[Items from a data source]

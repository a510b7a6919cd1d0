use std::{f32::consts::PI, time::Duration};

use approx::assert_relative_eq;
use haunt_ngin::{
    frame::{FrameError, FrameOutcome, LoopState},
    render::RenderError,
    resources::TextureLoader,
    scenes,
};

use crate::common::test_utils::{RecordingRenderer, test_loop};

mod common;

fn loader() -> TextureLoader {
    TextureLoader::new(tokio::runtime::Handle::current())
}

#[test]
fn default_cube_renders_one_instance() {
    let (mut frame_loop, _clock) = test_loop(scenes::default_cube(), RecordingRenderer::new());
    frame_loop.on_resize(1024, 512);
    frame_loop.start().unwrap();

    assert_eq!(frame_loop.on_frame().unwrap(), FrameOutcome::Presented);

    let renderer = frame_loop.renderer();
    assert_eq!(renderer.resizes(), &[(1024, 512, 1.0)]);
    assert_eq!(renderer.aspects(), &[2.0]);
    assert_eq!(renderer.instances_per_frame(), &[1]);
    assert_eq!(frame_loop.scheduler().requested(), 2);
}

#[tokio::test]
async fn ghosts_follow_the_clock() {
    let (mut frame_loop, clock) =
        test_loop(scenes::haunted_house(&loader()), RecordingRenderer::new());
    frame_loop.start().unwrap();

    clock.set(Duration::from_secs_f32(PI));
    frame_loop.on_frame().unwrap();

    let objects = &frame_loop.scene().objects;
    let ghost = objects.find_by_name("ghost 1").unwrap();
    let position = objects.world_transform(ghost).unwrap().position;
    assert!(position.x.abs() < 1e-4, "{:?}", position);
    assert_relative_eq!(position.z, 4.0, epsilon = 1e-4);
    assert!(position.y.abs() < 1e-4, "{:?}", position);

    // floor, walls, roof, door, four bushes and the graves
    assert_eq!(
        frame_loop.renderer().instances_per_frame(),
        &[4 + 4 + scenes::GRAVE_COUNT]
    );
}

#[tokio::test]
async fn same_time_same_scene() {
    let (mut first, first_clock) =
        test_loop(scenes::haunted_house(&loader()), RecordingRenderer::new());
    let (mut second, second_clock) =
        test_loop(scenes::haunted_house(&loader()), RecordingRenderer::new());
    first.start().unwrap();
    second.start().unwrap();

    // Different frame pacing, same final reading.
    for step in 1..=10 {
        first_clock.set(Duration::from_millis(step * 160));
        first.on_frame().unwrap();
    }
    second_clock.set(Duration::from_millis(1600));
    second.on_frame().unwrap();

    for name in ["ghost 1", "ghost 2", "ghost 3"] {
        let a = first.scene().objects.find_by_name(name).unwrap();
        let b = second.scene().objects.find_by_name(name).unwrap();
        assert_eq!(
            first.scene().objects.world_transform(a).unwrap().position,
            second.scene().objects.world_transform(b).unwrap().position
        );
    }
}

#[test]
fn recovers_from_a_lost_surface() {
    let renderer = RecordingRenderer::new().failing_with([Some(RenderError::Lost), None]);
    let (mut frame_loop, _clock) = test_loop(scenes::default_cube(), renderer);
    frame_loop.on_resize(640, 480);
    frame_loop.start().unwrap();

    assert_eq!(
        frame_loop.on_frame().unwrap(),
        FrameOutcome::Dropped(RenderError::Lost)
    );
    assert_eq!(frame_loop.on_frame().unwrap(), FrameOutcome::Presented);

    let renderer = frame_loop.renderer();
    assert_eq!(renderer.frames(), 2);
    assert_eq!(renderer.resizes(), &[(640, 480, 1.0), (640, 480, 1.0)]);
    assert_eq!(frame_loop.frame_count(), 1);
}

#[test]
fn fatal_errors_end_the_loop() {
    let renderer =
        RecordingRenderer::new().failing_with([Some(RenderError::Fatal("gone".to_string()))]);
    let (mut frame_loop, _clock) = test_loop(scenes::default_cube(), renderer);
    frame_loop.start().unwrap();

    assert!(matches!(
        frame_loop.on_frame(),
        Err(FrameError::Render(RenderError::Fatal(_)))
    ));
    assert_eq!(frame_loop.state(), LoopState::Stopped);
    assert_eq!(frame_loop.on_frame().unwrap(), FrameOutcome::Skipped);
    assert_eq!(frame_loop.renderer().frames(), 1);
}

#[test]
fn stopping_cancels_the_next_frame() {
    let (mut frame_loop, _clock) = test_loop(scenes::default_cube(), RecordingRenderer::new());
    frame_loop.start().unwrap();
    frame_loop.on_frame().unwrap();
    frame_loop.stop();
    frame_loop.stop();

    assert_eq!(frame_loop.scheduler().cancelled(), 1);
    assert_eq!(frame_loop.scheduler().outstanding(), None);
    assert_eq!(frame_loop.on_frame().unwrap(), FrameOutcome::Skipped);
    assert!(matches!(frame_loop.start(), Err(FrameError::Stopped)));
}

#[test]
fn resizes_wait_for_the_next_frame_and_density_is_capped() {
    let (mut frame_loop, _clock) = test_loop(scenes::default_cube(), RecordingRenderer::new());
    frame_loop.start().unwrap();
    frame_loop.on_resize(300, 300);
    frame_loop.on_resize(900, 300);
    assert!(frame_loop.renderer().resizes().is_empty());

    frame_loop.on_frame().unwrap();
    assert_eq!(frame_loop.renderer().resizes(), &[(900, 300, 1.0)]);
    assert_eq!(frame_loop.renderer().aspects(), &[3.0]);

    frame_loop.set_pixel_density(3.0);
    assert_eq!(frame_loop.renderer().resizes().last(), Some(&(900, 300, 2.0)));
}

#[test]
fn density_change_does_not_lose_a_queued_resize() {
    let (mut frame_loop, _clock) = test_loop(scenes::default_cube(), RecordingRenderer::new());
    frame_loop.start().unwrap();
    frame_loop.on_resize(1000, 500);
    frame_loop.set_pixel_density(1.5);

    frame_loop.on_frame().unwrap();

    let surface = frame_loop.viewport().surface();
    assert_eq!((surface.width, surface.height), (1000, 500));
    assert_relative_eq!(frame_loop.viewport().camera().aspect, 2.0);
    assert_eq!(frame_loop.renderer().resizes(), &[(1000, 500, 1.5)]);
    assert_eq!(frame_loop.renderer().aspects(), &[2.0]);
}
use anyhow::Result;
use fs_extra::copy_items;
use fs_extra::dir::CopyOptions;
use std::env;
use std::path::PathBuf;

// Mirrors ./assets (textures) into OUT_DIR next to the build artefacts.
fn main() -> Result<()> {
    println!("cargo:rerun-if-changed=assets/*");

    let manifest_dir = PathBuf::from(env::var("CARGO_MANIFEST_DIR")?);
    let assets_src = manifest_dir.join("assets");
    if !assets_src.exists() {
        return Ok(());
    }

    let out_dir = env::var("OUT_DIR")?;
    let mut copy_options = CopyOptions::new();
    copy_options.overwrite = true;
    copy_items(&[assets_src], out_dir, &copy_options)?;

    Ok(())
}
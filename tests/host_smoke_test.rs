#[test]
#[cfg(feature = "integration-tests")]
fn presents_frames_and_exits() {
    use haunt_ngin::{EngineConfig, scenes};

    let config = EngineConfig::default()
        .with_title("smoke test")
        .with_log_level(log::LevelFilter::Debug)
        .exit_after(3);
    haunt_ngin::run(config, Box::new(scenes::haunted_house)).unwrap();
}
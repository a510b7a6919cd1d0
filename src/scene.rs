//! Everything one frame draws and updates, bundled as a single owned value.

use crate::{
    animation::AnimationDriver,
    binding::ControlPanel,
    camera::Camera,
    data_structures::{entity::Color, scene_graph::SceneObjectRegistry},
};

/// Linear fog between `near` and `far` (world units from the camera).
#[derive(Clone, Copy, Debug, PartialEq)]
pub struct Fog {
    pub colour: Color,
    pub near: f32,
    pub far: f32,
}

#[derive(Clone, Copy, Debug, PartialEq)]
pub struct Environment {
    pub clear_colour: Color,
    pub fog: Option<Fog>,
}

impl Default for Environment {
    fn default() -> Self {
        Self {
            clear_colour: Color::BLACK,
            fog: None,
        }
    }
}

#[derive(Debug, Default)]
pub struct Scene {
    pub objects: SceneObjectRegistry,
    pub animations: AnimationDriver,
    pub controls: ControlPanel,
    pub environment: Environment,
}

impl Scene {
    pub fn new() -> Self {
        Self::default()
    }

    /// Fog that also sets the clear colour, so the horizon blends into the background.
    pub fn with_fog(mut self, colour: Color, near: f32, far: f32) -> Self {
        self.environment = Environment {
            clear_colour: colour,
            fog: Some(Fog { colour, near, far }),
        };
        self
    }

    /// One simulation step at `t` seconds: bindings, animation, then world transforms.
    pub fn advance(&mut self, t: f32) {
        self.controls.sync(&mut self.objects);
        self.animations.apply(t, &mut self.objects);
        self.objects.update_world_transforms();
    }
}

/// A scene together with the camera it is first viewed through.
#[derive(Debug)]
pub struct Composition {
    pub scene: Scene,
    pub camera: Camera,
}
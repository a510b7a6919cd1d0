//! Host configuration for [`flow::run`](crate::flow::run).

/// How the host window, logging and frame loop are set up.
#[derive(Clone, Debug, PartialEq)]
pub struct EngineConfig {
    /// Window title on native targets.
    pub title: String,
    /// Id of the canvas element the surface attaches to on the web.
    pub canvas_id: String,
    /// Upper bound on the device pixel density the renderer is sized with.
    pub max_pixel_density: f64,
    /// Default log level; `RUST_LOG` still overrides it natively.
    pub log_level: log::LevelFilter,
    /// Close the window after this many presented frames.
    pub exit_after_frames: Option<u64>,
}

impl Default for EngineConfig {
    fn default() -> Self {
        Self {
            title: "haunt-ngin".to_string(),
            canvas_id: "canvas".to_string(),
            max_pixel_density: 2.0,
            log_level: log::LevelFilter::Info,
            exit_after_frames: None,
        }
    }
}

impl EngineConfig {
    pub fn with_title(mut self, title: impl Into<String>) -> Self {
        self.title = title.into();
        self
    }

    pub fn with_canvas_id(mut self, canvas_id: impl Into<String>) -> Self {
        self.canvas_id = canvas_id.into();
        self
    }

    pub fn with_max_pixel_density(mut self, max_pixel_density: f64) -> Self {
        self.max_pixel_density = max_pixel_density;
        self
    }

    pub fn with_log_level(mut self, log_level: log::LevelFilter) -> Self {
        self.log_level = log_level;
        self
    }

    pub fn exit_after(mut self, frames: u64) -> Self {
        self.exit_after_frames = Some(frames);
        self
    }
}
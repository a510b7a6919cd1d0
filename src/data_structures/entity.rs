//! Entities: everything that can be placed in the scene graph.
//!
//! An [`Entity`] is a mesh, a light or a plain group. Meshes reference a
//! [`Geometry`] description and a [`Material`]; the GPU resources behind them
//! are created lazily by the renderer, so entities stay cheap to clone and easy
//! to test.

use cgmath::Rotation3;

use crate::{data_structures::transform::Transform, resources::texture::TextureRef};

/// An sRGB colour with components in `0.0..=1.0`.
#[derive(Clone, Copy, Debug, PartialEq)]
pub struct Color {
    pub r: f32,
    pub g: f32,
    pub b: f32,
}

impl Color {
    pub const WHITE: Color = Color::rgb(1.0, 1.0, 1.0);
    pub const BLACK: Color = Color::rgb(0.0, 0.0, 0.0);

    pub const fn rgb(r: f32, g: f32, b: f32) -> Self {
        Self { r, g, b }
    }

    /// `Color::hex(0xb9d5ff)`
    pub const fn hex(hex: u32) -> Self {
        Self {
            r: ((hex >> 16) & 0xff) as f32 / 255.0,
            g: ((hex >> 8) & 0xff) as f32 / 255.0,
            b: (hex & 0xff) as f32 / 255.0,
        }
    }

    /// Parses `#rgb` and `#rrggbb` (the leading `#` is optional).
    pub fn parse(css: &str) -> Option<Self> {
        let digits = css.strip_prefix('#').unwrap_or(css);
        match digits.len() {
            6 => u32::from_str_radix(digits, 16).ok().map(Self::hex),
            3 => {
                let short = u32::from_str_radix(digits, 16).ok()?;
                let expand = |nibble: u32| (nibble << 4) | nibble;
                let r = expand((short >> 8) & 0xf);
                let g = expand((short >> 4) & 0xf);
                let b = expand(short & 0xf);
                Some(Self::hex((r << 16) | (g << 8) | b))
            }
            _ => None,
        }
    }

    pub fn scaled(self, factor: f32) -> Self {
        Self::rgb(self.r * factor, self.g * factor, self.b * factor)
    }

    /// Converts to linear space for shading into an sRGB surface.
    pub fn to_linear(self) -> [f32; 3] {
        fn channel(c: f32) -> f32 {
            if c <= 0.04045 {
                c / 12.92
            } else {
                ((c + 0.055) / 1.055).powf(2.4)
            }
        }
        [channel(self.r), channel(self.g), channel(self.b)]
    }

    pub fn to_linear_rgba(self) -> [f32; 4] {
        let [r, g, b] = self.to_linear();
        [r, g, b, 1.0]
    }

    pub fn to_wgpu(self) -> wgpu::Color {
        let [r, g, b] = self.to_linear();
        wgpu::Color {
            r: r as f64,
            g: g as f64,
            b: b as f64,
            a: 1.0,
        }
    }
}

impl Default for Color {
    fn default() -> Self {
        Self::WHITE
    }
}

/// Shape descriptions. The renderer turns each distinct one into a GPU mesh once.
#[derive(Clone, Copy, Debug, PartialEq)]
pub enum Geometry {
    Box {
        width: f32,
        height: f32,
        depth: f32,
    },
    /// A plane in the local XY plane facing +z.
    Plane { width: f32, height: f32 },
    Sphere {
        radius: f32,
        width_segments: u32,
        height_segments: u32,
    },
    /// A cone standing on the XZ plane, centred on its half height.
    Cone {
        radius: f32,
        height: f32,
        radial_segments: u32,
    },
}

/// Bitwise identity of a [`Geometry`], usable as a cache key.
#[derive(Clone, Copy, Debug, PartialEq, Eq, Hash, PartialOrd, Ord)]
pub struct GeometryKey(u8, [u32; 3]);

impl Geometry {
    pub fn cube(size: f32) -> Self {
        Geometry::Box {
            width: size,
            height: size,
            depth: size,
        }
    }

    pub fn key(&self) -> GeometryKey {
        match *self {
            Geometry::Box {
                width,
                height,
                depth,
            } => GeometryKey(0, [width.to_bits(), height.to_bits(), depth.to_bits()]),
            Geometry::Plane { width, height } => {
                GeometryKey(1, [width.to_bits(), height.to_bits(), 0])
            }
            Geometry::Sphere {
                radius,
                width_segments,
                height_segments,
            } => GeometryKey(2, [radius.to_bits(), width_segments, height_segments]),
            Geometry::Cone {
                radius,
                height,
                radial_segments,
            } => GeometryKey(3, [radius.to_bits(), height.to_bits(), radial_segments]),
        }
    }
}

/// Surface parameters of a mesh.
#[derive(Clone, Debug, Default)]
pub struct Material {
    pub colour: Color,
    /// Multiplied with `colour`. Renders as plain `colour` until the texture is ready.
    pub map: Option<TextureRef>,
}

impl Material {
    pub fn coloured(colour: Color) -> Self {
        Self { colour, map: None }
    }

    pub fn with_map(mut self, map: TextureRef) -> Self {
        self.map = Some(map);
        self
    }
}

#[derive(Clone, Copy, Debug, PartialEq)]
pub enum LightKind {
    Ambient,
    /// Shines from its world position towards the origin.
    Directional,
    /// `distance == 0.0` means no cut-off.
    Point { distance: f32, decay: f32 },
}

#[derive(Clone, Copy, Debug, PartialEq)]
pub struct Light {
    pub kind: LightKind,
    pub colour: Color,
    pub intensity: f32,
}

impl Light {
    pub fn ambient(colour: Color, intensity: f32) -> Self {
        Self {
            kind: LightKind::Ambient,
            colour,
            intensity,
        }
    }

    pub fn directional(colour: Color, intensity: f32) -> Self {
        Self {
            kind: LightKind::Directional,
            colour,
            intensity,
        }
    }

    pub fn point(colour: Color, intensity: f32, distance: f32) -> Self {
        Self {
            kind: LightKind::Point {
                distance,
                decay: 1.0,
            },
            colour,
            intensity,
        }
    }
}

#[derive(Clone, Debug)]
pub enum EntityKind {
    Mesh {
        geometry: Geometry,
        material: Material,
    },
    Light(Light),
    Group,
}

/// A positioned, renderable or light-emitting object.
#[derive(Clone, Debug)]
pub struct Entity {
    pub name: String,
    pub kind: EntityKind,
    pub transform: Transform,
    /// Hiding an entity hides its descendants as well.
    pub visible: bool,
}

impl Entity {
    fn with_kind(kind: EntityKind) -> Self {
        Self {
            name: String::new(),
            kind,
            transform: Transform::new(),
            visible: true,
        }
    }

    pub fn mesh(geometry: Geometry, material: Material) -> Self {
        Self::with_kind(EntityKind::Mesh { geometry, material })
    }

    pub fn light(light: Light) -> Self {
        Self::with_kind(EntityKind::Light(light))
    }

    pub fn group() -> Self {
        Self::with_kind(EntityKind::Group)
    }

    pub fn named(mut self, name: impl Into<String>) -> Self {
        self.name = name.into();
        self
    }

    pub fn at(mut self, x: f32, y: f32, z: f32) -> Self {
        self.transform.position = cgmath::Vector3::new(x, y, z);
        self
    }

    pub fn rotated_x(mut self, angle: f32) -> Self {
        self.transform.rotation =
            self.transform.rotation * cgmath::Quaternion::from_angle_x(cgmath::Rad(angle));
        self
    }

    pub fn rotated_y(mut self, angle: f32) -> Self {
        self.transform.rotation =
            self.transform.rotation * cgmath::Quaternion::from_angle_y(cgmath::Rad(angle));
        self
    }

    pub fn rotated_z(mut self, angle: f32) -> Self {
        self.transform.rotation =
            self.transform.rotation * cgmath::Quaternion::from_angle_z(cgmath::Rad(angle));
        self
    }

    pub fn scaled(mut self, factor: f32) -> Self {
        self.transform.scale = cgmath::Vector3::new(factor, factor, factor);
        self
    }

    pub fn light_params(&self) -> Option<&Light> {
        match &self.kind {
            EntityKind::Light(light) => Some(light),
            _ => None,
        }
    }

    pub fn light_params_mut(&mut self) -> Option<&mut Light> {
        match &mut self.kind {
            EntityKind::Light(light) => Some(light),
            _ => None,
        }
    }

    pub fn is_group(&self) -> bool {
        matches!(self.kind, EntityKind::Group)
    }
}
use haunt_ngin::{EngineConfig, scenes};

fn main() -> anyhow::Result<()> {
    let config = EngineConfig::default()
        .with_title("Haunted House")
        .with_log_level(log::LevelFilter::Info);
    haunt_ngin::run(config, Box::new(scenes::haunted_house))
}
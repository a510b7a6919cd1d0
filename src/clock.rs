//! Time sources for the frame loop.
//!
//! [`Clock`] measures wall time from the moment it was created and works in
//! the browser as well. [`ManualClock`] only moves when told to, which makes
//! animation and frame-loop tests deterministic.

use std::{cell::Cell, rc::Rc, time::Duration};

/// Monotonic elapsed time since start. Never reset.
pub trait TimeSource {
    fn elapsed(&self) -> Duration;
}

#[derive(Clone, Copy, Debug)]
pub struct Clock {
    start: instant::Instant,
}

impl Clock {
    pub fn start() -> Self {
        Self {
            start: instant::Instant::now(),
        }
    }
}

impl Default for Clock {
    fn default() -> Self {
        Self::start()
    }
}

impl TimeSource for Clock {
    fn elapsed(&self) -> Duration {
        self.start.elapsed()
    }
}

/// Clones share the same reading.
#[derive(Clone, Debug, Default)]
pub struct ManualClock {
    now: Rc<Cell<Duration>>,
}

impl ManualClock {
    pub fn new() -> Self {
        Self::default()
    }

    pub fn advance(&self, by: Duration) {
        self.now.set(self.now.get() + by);
    }

    /// Moving backwards is ignored.
    pub fn set(&self, to: Duration) {
        if to >= self.now.get() {
            self.now.set(to);
        }
    }
}

impl TimeSource for ManualClock {
    fn elapsed(&self) -> Duration {
        self.now.get()
    }
}

#[cfg(test)]
mod tests {
    use super::*;

    #[test]
    fn manual_clock_is_shared_and_monotonic() {
        let clock = ManualClock::new();
        let handle = clock.clone();
        handle.advance(Duration::from_millis(250));
        assert_eq!(clock.elapsed(), Duration::from_millis(250));
        handle.set(Duration::from_millis(100));
        assert_eq!(clock.elapsed(), Duration::from_millis(250));
        handle.set(Duration::from_secs(2));
        assert_eq!(clock.elapsed(), Duration::from_secs(2));
    }

    #[test]
    fn wall_clock_never_goes_backwards() {
        let clock = Clock::start();
        let first = clock.elapsed();
        let second = clock.elapsed();
        assert!(second >= first);
    }
}
impl NumberProperty {
    pub fn name(self) -> &'static str {
        match self {
            NumberProperty::Intensity => "intensity",
            NumberProperty::PositionX => "position.x",
            NumberProperty::PositionY => "position.y",
            NumberProperty::PositionZ => "position.z",
            NumberProperty::Scale => "scale",
        }
    }

    fn read(self, entity: &Entity) -> Option<f32> {
        match self {
            NumberProperty::Intensity => entity.light_params().map(|light| light.intensity),
            NumberProperty::PositionX => Some(entity.transform.position.x),
            NumberProperty::PositionY => Some(entity.transform.position.y),
            NumberProperty::PositionZ => Some(entity.transform.position.z),
            NumberProperty::Scale => Some(entity.transform.scale.x),
        }
    }

    fn write(self, entity: &mut Entity, value: f32) {
        match self {
            NumberProperty::Intensity => {
                if let Some(light) = entity.light_params_mut() {
                    light.intensity = value;
                }
            }
            NumberProperty::PositionX => entity.transform.position.x = value,
            NumberProperty::PositionY => entity.transform.position.y = value,
            NumberProperty::PositionZ => entity.transform.position.z = value,
            NumberProperty::Scale => {
                entity.transform.scale = cgmath::Vector3::new(value, value, value)
            }
        }
    }
}

fn read_colour(entity: &Entity) -> Option<Color> {
    match &entity.kind {
        EntityKind::Mesh { material, .. } => Some(material.colour),
        EntityKind::Light(light) => Some(light.colour),
        EntityKind::Group => None,
    }
}

fn write_colour(entity: &mut Entity, colour: Color) {
    match &mut entity.kind {
        EntityKind::Mesh { material, .. } => material.colour = colour,
        EntityKind::Light(light) => light.colour = colour,
        EntityKind::Group => {}
    }
}

#[derive(Debug, thiserror::Error, PartialEq, Eq)]
pub enum BindingError {
    #[error("entity {0:?} is not registered")]
    UnknownEntity(EntityId),
    #[error("entity {entity:?} has no property {property}")]
    Unsupported {
        entity: EntityId,
        property: &'static str,
    },
    #[error("a control named {0:?} already exists")]
    DuplicateName(String),
}

#[derive(Debug)]
enum BindingValue {
    Number {
        property: NumberProperty,
        min: f32,
        max: f32,
        step: f32,
        value: Tweakable<f32>,
    },
    Colour {
        value: Tweakable<Color>,
    },
}

#[derive(Debug)]
struct Binding {
    name: String,
    target: EntityId,
    value: BindingValue,
    applied: u64,
}

impl Binding {
    fn version(&self) -> u64 {
        match &self.value {
            BindingValue::Number { value, .. } => value.version(),
            BindingValue::Colour { value } => value.version(),
        }
    }
}

/// What a debug widget needs to draw one control.
#[derive(Clone, Debug, PartialEq)]
pub enum ControlInfo {
    Slider {
        name: String,
        min: f32,
        max: f32,
        step: f32,
        value: f32,
    },
    Colour {
        name: String,
        value: Color,
    },
}

#[derive(Debug, Default)]
pub struct ControlPanel {
    bindings: Vec<Binding>,
}

impl ControlPanel {
    pub fn new() -> Self {
        Self::default()
    }

    /// Binds a slider in `min..=max` to a numeric property, starting from the entity's current value.
    pub fn slider(
        &mut self,
        name: &str,
        target: EntityId,
        property: NumberProperty,
        (min, max, step): (f32, f32, f32),
        registry: &SceneObjectRegistry,
    ) -> Result<Tweakable<f32>, BindingError> {
        self.check_name(name)?;
        let entity = registry
            .get(target)
            .ok_or(BindingError::UnknownEntity(target))?;
        let initial = property.read(entity).ok_or(BindingError::Unsupported {
            entity: target,
            property: property.name(),
        })?;
        let (min, max) = if min <= max { (min, max) } else { (max, min) };
        let value = Tweakable::new(initial.clamp(min, max));
        self.bindings.push(Binding {
            name: name.to_string(),
            target,
            value: BindingValue::Number {
                property,
                min,
                max,
                step,
                value: value.clone(),
            },
            applied: 0,
        });
        Ok(value)
    }

    /// Binds a colour picker to a mesh or light colour.
    pub fn colour(
        &mut self,
        name: &str,
        target: EntityId,
        registry: &SceneObjectRegistry,
    ) -> Result<Tweakable<Color>, BindingError> {
        self.check_name(name)?;
        let entity = registry
            .get(target)
            .ok_or(BindingError::UnknownEntity(target))?;
        let initial = read_colour(entity).ok_or(BindingError::Unsupported {
            entity: target,
            property: "colour",
        })?;
        let value = Tweakable::new(initial);
        self.bindings.push(Binding {
            name: name.to_string(),
            target,
            value: BindingValue::Colour {
                value: value.clone(),
            },
            applied: 0,
        });
        Ok(value)
    }

    /// Publishes a slider value, clamped to its range. Returns false for unknown names.
    pub fn set(&self, name: &str, value: f32) -> bool {
        match self.binding(name).map(|b| &b.value) {
            Some(BindingValue::Number {
                min,
                max,
                value: tweakable,
                ..
            }) if !value.is_nan() => {
                tweakable.set(value.clamp(*min, *max));
                true
            }
            _ => false,
        }
    }

    pub fn set_colour(&self, name: &str, colour: Color) -> bool {
        match self.binding(name).map(|b| &b.value) {
            Some(BindingValue::Colour { value }) => {
                value.set(colour);
                true
            }
            _ => false,
        }
    }

    /// Copies every value changed since the last sync into its entity.
    /// Slider values are clamped to their range; NaN is never applied.
    pub fn sync(&mut self, registry: &mut SceneObjectRegistry) -> usize {
        let mut applied = 0;
        for binding in self.bindings.iter_mut() {
            let version = binding.version();
            if version == binding.applied {
                continue;
            }
            binding.applied = version;
            let Some(entity) = registry.get_mut(binding.target) else {
                warn!(
                    "Control {:?} is bound to the removed entity {:?}",
                    binding.name, binding.target
                );
                continue;
            };
            match &binding.value {
                BindingValue::Number {
                    property,
                    min,
                    max,
                    value,
                    ..
                } => {
                    let raw = value.get();
                    if raw.is_nan() {
                        warn!("Control {:?} holds NaN, keeping the previous value", binding.name);
                        continue;
                    }
                    property.write(entity, raw.clamp(*min, *max));
                }
                BindingValue::Colour { value } => write_colour(entity, value.get()),
            }
            applied += 1;
        }
        applied
    }

    pub fn controls(&self) -> Vec<ControlInfo> {
        self.bindings
            .iter()
            .map(|binding| match &binding.value {
                BindingValue::Number {
                    min,
                    max,
                    step,
                    value,
                    ..
                } => ControlInfo::Slider {
                    name: binding.name.clone(),
                    min: *min,
                    max: *max,
                    step: *step,
                    value: value.get(),
                },
                BindingValue::Colour { value } => ControlInfo::Colour {
                    name: binding.name.clone(),
                    value: value.get(),
                },
            })
            .collect()
    }

    pub fn len(&self) -> usize {
        self.bindings.len()
    }

    pub fn is_empty(&self) -> bool {
        self.bindings.is_empty()
    }

    fn binding(&self, name: &str) -> Option<&Binding> {
        self.bindings.iter().find(|binding| binding.name == name)
    }

    fn check_name(&self, name: &str) -> Result<(), BindingError> {
        if self.binding(name).is_some() {
            return Err(BindingError::DuplicateName(name.to_string()));
        }
        Ok(())
    }
}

- Directions
Which lines hold the word "initial"? Return all of them from the records above.

- Answer to this exercise
        let initial = property.read(entity).ok_or(BindingError::Unsupported {
        let value = Tweakable::new(initial.clamp(min, max));
        let initial = read_colour(entity).ok_or(BindingError::Unsupported {
        let value = Tweakable::new(initial);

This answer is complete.